**** Dataset excerpts

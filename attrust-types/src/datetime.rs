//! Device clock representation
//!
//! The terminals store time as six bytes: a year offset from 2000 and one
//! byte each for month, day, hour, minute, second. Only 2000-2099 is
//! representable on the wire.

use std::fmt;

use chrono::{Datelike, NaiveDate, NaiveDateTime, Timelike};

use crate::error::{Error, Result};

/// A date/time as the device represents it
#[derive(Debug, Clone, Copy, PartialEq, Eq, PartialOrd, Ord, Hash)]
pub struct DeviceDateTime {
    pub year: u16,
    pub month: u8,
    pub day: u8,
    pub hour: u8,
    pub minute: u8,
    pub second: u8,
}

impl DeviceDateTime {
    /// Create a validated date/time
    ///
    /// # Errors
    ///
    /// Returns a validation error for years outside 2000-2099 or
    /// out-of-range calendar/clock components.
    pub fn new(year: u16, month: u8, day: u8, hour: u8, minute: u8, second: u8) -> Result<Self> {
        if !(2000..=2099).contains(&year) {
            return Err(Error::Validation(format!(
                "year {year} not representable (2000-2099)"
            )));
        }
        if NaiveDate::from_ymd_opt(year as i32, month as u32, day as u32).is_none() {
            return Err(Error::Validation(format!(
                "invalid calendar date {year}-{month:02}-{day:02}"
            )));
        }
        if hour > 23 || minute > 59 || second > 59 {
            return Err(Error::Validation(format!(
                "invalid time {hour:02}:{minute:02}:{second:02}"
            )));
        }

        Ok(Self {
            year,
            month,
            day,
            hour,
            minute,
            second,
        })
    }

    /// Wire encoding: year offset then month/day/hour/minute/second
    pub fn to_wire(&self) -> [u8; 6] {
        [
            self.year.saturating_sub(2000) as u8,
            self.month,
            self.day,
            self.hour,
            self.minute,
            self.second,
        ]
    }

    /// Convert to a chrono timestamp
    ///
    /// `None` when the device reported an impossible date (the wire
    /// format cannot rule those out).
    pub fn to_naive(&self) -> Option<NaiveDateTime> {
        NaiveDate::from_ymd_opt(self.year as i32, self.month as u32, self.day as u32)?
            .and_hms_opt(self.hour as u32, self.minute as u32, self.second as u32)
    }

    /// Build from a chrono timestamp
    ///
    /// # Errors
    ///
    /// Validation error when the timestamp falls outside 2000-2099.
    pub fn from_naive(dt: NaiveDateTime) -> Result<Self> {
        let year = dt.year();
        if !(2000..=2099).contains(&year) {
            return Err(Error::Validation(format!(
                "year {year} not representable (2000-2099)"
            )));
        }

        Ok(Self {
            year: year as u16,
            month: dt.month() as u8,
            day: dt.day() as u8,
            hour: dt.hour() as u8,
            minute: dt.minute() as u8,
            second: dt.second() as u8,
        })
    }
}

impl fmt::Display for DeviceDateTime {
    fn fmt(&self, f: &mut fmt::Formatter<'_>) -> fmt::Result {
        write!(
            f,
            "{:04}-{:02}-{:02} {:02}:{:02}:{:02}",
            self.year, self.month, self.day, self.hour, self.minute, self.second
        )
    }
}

********
**** Dataset excerpts

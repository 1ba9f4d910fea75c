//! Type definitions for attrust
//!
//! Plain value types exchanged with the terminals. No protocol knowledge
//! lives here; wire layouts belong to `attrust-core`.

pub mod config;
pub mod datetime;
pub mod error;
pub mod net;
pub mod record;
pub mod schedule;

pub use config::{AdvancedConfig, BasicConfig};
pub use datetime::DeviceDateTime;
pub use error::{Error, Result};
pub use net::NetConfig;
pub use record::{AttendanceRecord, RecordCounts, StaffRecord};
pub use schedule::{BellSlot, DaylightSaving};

********

> _The task_:
Copy word for word the stretch of entries above from the line that has "filename attrust-types/src/datetime.rs" through the line that has "use std::fmt;", both ends included, and nothing outside it.

> _Exercise answer_:
filename attrust-types/src/datetime.rs
//! Device clock representation
//!
//! The terminals store time as six bytes: a year offset from 2000 and one
//! byte each for month, day, hour, minute, second. Only 2000-2099 is
//! representable on the wire.

use std::fmt;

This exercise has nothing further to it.